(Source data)
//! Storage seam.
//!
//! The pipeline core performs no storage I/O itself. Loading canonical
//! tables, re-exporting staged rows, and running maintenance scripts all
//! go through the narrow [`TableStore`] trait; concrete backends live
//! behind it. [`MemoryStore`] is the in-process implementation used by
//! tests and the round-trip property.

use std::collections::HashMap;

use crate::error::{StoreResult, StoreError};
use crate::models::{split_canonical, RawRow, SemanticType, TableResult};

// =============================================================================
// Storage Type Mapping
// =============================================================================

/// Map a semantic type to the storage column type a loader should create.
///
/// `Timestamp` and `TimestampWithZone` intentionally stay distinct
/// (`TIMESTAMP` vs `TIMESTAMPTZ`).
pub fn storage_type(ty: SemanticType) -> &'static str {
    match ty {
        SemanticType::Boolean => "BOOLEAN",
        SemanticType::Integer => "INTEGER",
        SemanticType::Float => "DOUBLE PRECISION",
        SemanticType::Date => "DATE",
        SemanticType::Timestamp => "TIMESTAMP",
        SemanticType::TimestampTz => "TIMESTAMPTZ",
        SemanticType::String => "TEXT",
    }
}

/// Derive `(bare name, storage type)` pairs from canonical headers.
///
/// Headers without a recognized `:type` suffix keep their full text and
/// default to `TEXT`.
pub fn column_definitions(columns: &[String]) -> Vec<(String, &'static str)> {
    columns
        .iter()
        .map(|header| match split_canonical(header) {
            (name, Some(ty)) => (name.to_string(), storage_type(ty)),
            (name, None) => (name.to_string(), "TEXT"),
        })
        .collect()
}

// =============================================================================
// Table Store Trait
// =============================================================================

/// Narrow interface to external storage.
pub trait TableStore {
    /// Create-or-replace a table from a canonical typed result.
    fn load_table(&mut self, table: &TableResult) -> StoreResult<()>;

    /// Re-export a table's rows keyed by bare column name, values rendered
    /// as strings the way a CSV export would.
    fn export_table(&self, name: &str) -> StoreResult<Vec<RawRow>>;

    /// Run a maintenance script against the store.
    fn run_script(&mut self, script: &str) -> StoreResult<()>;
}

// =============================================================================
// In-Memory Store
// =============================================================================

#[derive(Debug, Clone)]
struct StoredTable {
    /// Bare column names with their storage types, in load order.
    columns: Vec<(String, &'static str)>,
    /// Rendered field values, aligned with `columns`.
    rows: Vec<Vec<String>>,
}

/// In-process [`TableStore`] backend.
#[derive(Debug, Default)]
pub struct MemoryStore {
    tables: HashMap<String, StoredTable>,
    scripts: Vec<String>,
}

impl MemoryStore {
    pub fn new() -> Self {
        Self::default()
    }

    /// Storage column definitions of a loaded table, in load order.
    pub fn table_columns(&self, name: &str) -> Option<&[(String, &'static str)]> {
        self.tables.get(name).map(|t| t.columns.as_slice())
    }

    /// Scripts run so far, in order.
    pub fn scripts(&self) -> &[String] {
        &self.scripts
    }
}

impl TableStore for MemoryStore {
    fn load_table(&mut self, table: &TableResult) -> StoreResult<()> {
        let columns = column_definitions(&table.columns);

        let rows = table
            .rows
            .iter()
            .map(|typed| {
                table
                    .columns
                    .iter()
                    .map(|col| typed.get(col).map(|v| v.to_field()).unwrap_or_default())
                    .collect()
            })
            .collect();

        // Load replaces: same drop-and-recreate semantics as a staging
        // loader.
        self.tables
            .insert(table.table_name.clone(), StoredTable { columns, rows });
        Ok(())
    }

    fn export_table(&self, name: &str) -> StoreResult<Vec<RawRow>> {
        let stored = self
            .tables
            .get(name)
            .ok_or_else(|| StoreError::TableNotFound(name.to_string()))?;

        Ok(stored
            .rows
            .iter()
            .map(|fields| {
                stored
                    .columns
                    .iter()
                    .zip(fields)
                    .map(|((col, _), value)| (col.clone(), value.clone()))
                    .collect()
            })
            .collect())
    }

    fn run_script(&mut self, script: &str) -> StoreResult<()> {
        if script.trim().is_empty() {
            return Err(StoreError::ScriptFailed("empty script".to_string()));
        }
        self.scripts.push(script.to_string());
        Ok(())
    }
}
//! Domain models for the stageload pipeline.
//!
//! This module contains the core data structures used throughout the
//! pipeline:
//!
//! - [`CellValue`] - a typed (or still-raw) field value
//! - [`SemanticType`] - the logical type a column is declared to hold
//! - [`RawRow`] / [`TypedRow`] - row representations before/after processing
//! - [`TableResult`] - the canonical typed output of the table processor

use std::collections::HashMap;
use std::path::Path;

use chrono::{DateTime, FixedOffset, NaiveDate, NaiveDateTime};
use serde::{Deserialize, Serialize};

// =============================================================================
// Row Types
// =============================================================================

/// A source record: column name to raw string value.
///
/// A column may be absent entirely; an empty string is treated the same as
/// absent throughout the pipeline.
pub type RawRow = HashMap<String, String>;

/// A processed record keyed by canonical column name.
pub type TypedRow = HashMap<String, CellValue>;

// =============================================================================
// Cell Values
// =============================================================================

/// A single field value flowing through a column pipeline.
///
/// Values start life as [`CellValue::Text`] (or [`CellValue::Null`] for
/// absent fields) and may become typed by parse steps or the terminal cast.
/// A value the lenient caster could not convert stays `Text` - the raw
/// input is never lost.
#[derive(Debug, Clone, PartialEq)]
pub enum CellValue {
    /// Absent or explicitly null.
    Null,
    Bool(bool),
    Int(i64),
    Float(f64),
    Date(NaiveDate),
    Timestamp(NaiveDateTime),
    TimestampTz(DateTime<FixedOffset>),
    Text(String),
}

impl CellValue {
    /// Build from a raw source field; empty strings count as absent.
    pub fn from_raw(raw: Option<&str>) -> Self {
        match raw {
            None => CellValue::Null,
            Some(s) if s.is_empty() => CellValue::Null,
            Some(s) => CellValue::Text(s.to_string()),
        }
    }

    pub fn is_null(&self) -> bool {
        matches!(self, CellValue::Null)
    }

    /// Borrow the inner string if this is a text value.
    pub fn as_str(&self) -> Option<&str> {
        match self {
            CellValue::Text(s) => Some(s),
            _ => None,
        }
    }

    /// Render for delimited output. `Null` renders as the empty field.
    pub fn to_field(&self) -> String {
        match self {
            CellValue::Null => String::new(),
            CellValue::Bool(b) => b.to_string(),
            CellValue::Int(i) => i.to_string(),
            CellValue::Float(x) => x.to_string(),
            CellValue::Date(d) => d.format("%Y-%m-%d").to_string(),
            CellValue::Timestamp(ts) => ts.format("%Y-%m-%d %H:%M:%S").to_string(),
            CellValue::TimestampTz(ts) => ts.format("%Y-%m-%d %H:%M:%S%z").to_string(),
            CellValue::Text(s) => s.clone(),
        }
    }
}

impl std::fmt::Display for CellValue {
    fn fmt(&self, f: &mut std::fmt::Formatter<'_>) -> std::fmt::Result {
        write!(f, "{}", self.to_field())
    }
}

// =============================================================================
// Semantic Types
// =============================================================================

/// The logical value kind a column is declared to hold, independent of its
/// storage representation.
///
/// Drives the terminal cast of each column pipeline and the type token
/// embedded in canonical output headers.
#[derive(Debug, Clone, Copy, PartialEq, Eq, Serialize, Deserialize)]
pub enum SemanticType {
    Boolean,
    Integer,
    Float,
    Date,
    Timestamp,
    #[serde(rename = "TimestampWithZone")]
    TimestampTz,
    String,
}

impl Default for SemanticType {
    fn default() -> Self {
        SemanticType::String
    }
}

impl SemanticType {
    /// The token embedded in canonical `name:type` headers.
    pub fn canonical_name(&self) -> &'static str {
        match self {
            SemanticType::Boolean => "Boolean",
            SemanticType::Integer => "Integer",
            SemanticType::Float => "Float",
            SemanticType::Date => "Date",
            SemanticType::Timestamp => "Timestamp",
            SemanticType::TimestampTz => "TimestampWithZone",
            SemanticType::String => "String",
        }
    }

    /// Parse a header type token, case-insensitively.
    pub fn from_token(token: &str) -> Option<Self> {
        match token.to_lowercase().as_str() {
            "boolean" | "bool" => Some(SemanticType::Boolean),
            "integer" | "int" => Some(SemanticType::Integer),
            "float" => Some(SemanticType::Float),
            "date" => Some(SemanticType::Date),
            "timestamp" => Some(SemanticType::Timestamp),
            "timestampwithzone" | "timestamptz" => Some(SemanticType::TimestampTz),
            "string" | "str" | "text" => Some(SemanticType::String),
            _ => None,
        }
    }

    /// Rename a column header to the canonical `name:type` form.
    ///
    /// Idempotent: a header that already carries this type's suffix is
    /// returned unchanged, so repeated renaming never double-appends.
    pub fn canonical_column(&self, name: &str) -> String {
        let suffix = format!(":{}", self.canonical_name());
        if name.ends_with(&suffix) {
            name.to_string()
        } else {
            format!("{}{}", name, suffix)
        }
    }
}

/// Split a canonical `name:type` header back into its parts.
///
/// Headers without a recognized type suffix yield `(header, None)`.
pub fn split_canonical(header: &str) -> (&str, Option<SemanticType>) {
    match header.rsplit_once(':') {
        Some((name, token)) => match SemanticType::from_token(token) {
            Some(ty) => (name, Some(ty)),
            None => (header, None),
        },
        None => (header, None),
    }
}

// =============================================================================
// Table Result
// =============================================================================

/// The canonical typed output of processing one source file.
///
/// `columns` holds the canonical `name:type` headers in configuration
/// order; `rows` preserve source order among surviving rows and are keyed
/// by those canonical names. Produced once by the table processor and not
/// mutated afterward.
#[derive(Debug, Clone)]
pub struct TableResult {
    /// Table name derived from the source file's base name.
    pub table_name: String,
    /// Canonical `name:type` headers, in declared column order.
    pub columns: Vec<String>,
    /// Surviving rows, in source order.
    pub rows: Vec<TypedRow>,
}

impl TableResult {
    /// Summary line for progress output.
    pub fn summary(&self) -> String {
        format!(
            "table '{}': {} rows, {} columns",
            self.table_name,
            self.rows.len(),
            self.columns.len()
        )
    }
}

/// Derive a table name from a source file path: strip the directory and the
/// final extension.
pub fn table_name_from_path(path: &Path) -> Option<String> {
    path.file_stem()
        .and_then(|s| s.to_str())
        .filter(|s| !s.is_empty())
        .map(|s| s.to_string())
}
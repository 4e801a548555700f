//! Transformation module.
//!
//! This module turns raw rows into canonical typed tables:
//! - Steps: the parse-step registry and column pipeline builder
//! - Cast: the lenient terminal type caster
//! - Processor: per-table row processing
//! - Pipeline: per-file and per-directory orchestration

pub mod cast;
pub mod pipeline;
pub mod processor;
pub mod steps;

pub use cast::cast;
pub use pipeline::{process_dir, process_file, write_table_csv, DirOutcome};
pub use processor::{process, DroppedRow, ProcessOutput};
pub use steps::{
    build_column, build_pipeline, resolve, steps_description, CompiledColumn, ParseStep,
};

Work instructions:
Starting at the line above that holds "pub struct TableResult" and ending at the line that holds "in source order.", transcribe each line exactly and include no other lines.

Written response:
pub struct TableResult {
    /// Table name derived from the source file's base name.
    pub table_name: String,
    /// Canonical `name:type` headers, in declared column order.
    pub columns: Vec<String>,
    /// Surviving rows, in source order.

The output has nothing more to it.